Sequential measurement of EGFR and tyrosine phosphorylation of EGFR from same sample. An EGF-stimulated A431 cell line was used for the sequential measurement of EGFR and the generic tyrosine phosphorylation of EGFR. The median fluorescence intensities (n = 3) obtained in two experiments are plotted in the diagram. The left panel shows the results for the experimental order EGFR followed by tyrosine phosphorylated EGFR measurement, and the right panel shows the inverted order. The results do not differ significantly. AU, arbitrary units.

Fig. 5.

Phosphorylation analysis of treated A431 cell line using sequential multiplex analyte capturing. A431 cell cultures were treated with EGF, PMA, and a combination of sodium vanadate and hydrogen peroxide to give different responses in receptor signaling.
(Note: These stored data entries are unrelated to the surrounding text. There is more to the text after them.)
//! Model cache abstraction
//!
//! The model helpers store serialized documents under `"{table}::{id}"` keys.
//! Values are JSON strings so the same entries can live in process memory or
//! in a Redis instance shared by several services.

use async_trait::async_trait;
use moka::future::Cache;
use std::time::Duration;

use crate::error::DbResult;

const DEFAULT_TTL_SECS: u64 = 300;
const DEFAULT_MAX_CAPACITY: u64 = 10_000;

/// Key/value store backing cache-aside reads
#[async_trait]
pub trait ModelCache: Send + Sync {
    /// Raw cached value for `key`, if present
    async fn get_raw(&self, key: &str) -> DbResult<Option<String>>;

    async fn set_raw(&self, key: &str, value: String) -> DbResult<()>;

    async fn delete(&self, key: &str) -> DbResult<()>;
}

/// In-process cache with TTL expiration
#[derive(Clone)]
pub struct MemoryCache {
    cache: Cache<String, String>,
}

impl MemoryCache {
    /// # Parameters
    /// * `ttl` - Time-to-live for every entry
    /// * `max_capacity` - Maximum number of entries kept
    pub fn new(ttl: Duration, max_capacity: u64) -> Self {
        let cache = Cache::builder()
            .time_to_live(ttl)
            .max_capacity(max_capacity)
            .build();
        Self { cache }
    }

    pub fn entry_count(&self) -> u64 {
        self.cache.entry_count()
    }
}

impl Default for MemoryCache {
    fn default() -> Self {
        Self::new(Duration::from_secs(DEFAULT_TTL_SECS), DEFAULT_MAX_CAPACITY)
    }
}

#[async_trait]
impl ModelCache for MemoryCache {
    async fn get_raw(&self, key: &str) -> DbResult<Option<String>> {
        Ok(self.cache.get(key).await)
    }

    async fn set_raw(&self, key: &str, value: String) -> DbResult<()> {
        self.cache.insert(key.to_string(), value).await;
        Ok(())
    }

    async fn delete(&self, key: &str) -> DbResult<()> {
        self.cache.invalidate(key).await;
        Ok(())
    }
}

/// Redis-backed cache; entries expire after `ttl`
#[cfg(feature = "redis")]
#[derive(Clone)]
pub struct RedisCache {
    client: crate::redis::RedisClient,
    ttl: Duration,
}

#[cfg(feature = "redis")]
impl RedisCache {
    pub fn new(client: crate::redis::RedisClient, ttl: Duration) -> Self {
        Self { client, ttl }
    }
}

#[cfg(feature = "redis")]
#[async_trait]
impl ModelCache for RedisCache {
    async fn get_raw(&self, key: &str) -> DbResult<Option<String>> {
        self.client.get(key).await
    }

    async fn set_raw(&self, key: &str, value: String) -> DbResult<()> {
        self.client.set_ex(key, &value, self.ttl).await
    }

    async fn delete(&self, key: &str) -> DbResult<()> {
        self.client.del(key).await.map(|_| ())
    }
}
First, nine different color-coded beads (assay panel 1) conjugated with antibodies specific for total EGFR and EGFR phosphorylation at threonines 654 and 669; serine 1047; and tyrosines 845, 1045, 1068, 1086, and 1173 were incubated with the protein extract sample overnight. To carry out the detection, the beads were then removed from the sample using a magnetic bead handling robot and added to a solution of biotinylated EGFR-specific antibody followed by a third incubation step with SAPE. After removing the beads of panel 1 from the sample, antibody-coupled beads from assay panel 2 (seven RTKs: EGFR, HER2, HGFR, IGF-1R, PDGFRβ, VEGFR2, and Tie-2) were added and incubated with the sample overnight. Generic phosphorylation was detected by retracting the beads from the sample followed by incubation with a biotinylated tyrosine phosphorylation-specific antibody and SAPE. In the final analysis, the antibody-coupled beads from assay panel 3 were added to the same samples and incubated overnight. The relative abundance of the RTKs was detected by incubation with an antibody mixture of seven different biotinylated antibodies specific for the respective RTK. The figure shows the median fluorescence intensities (n = 3) for the sequentially performed assay panels.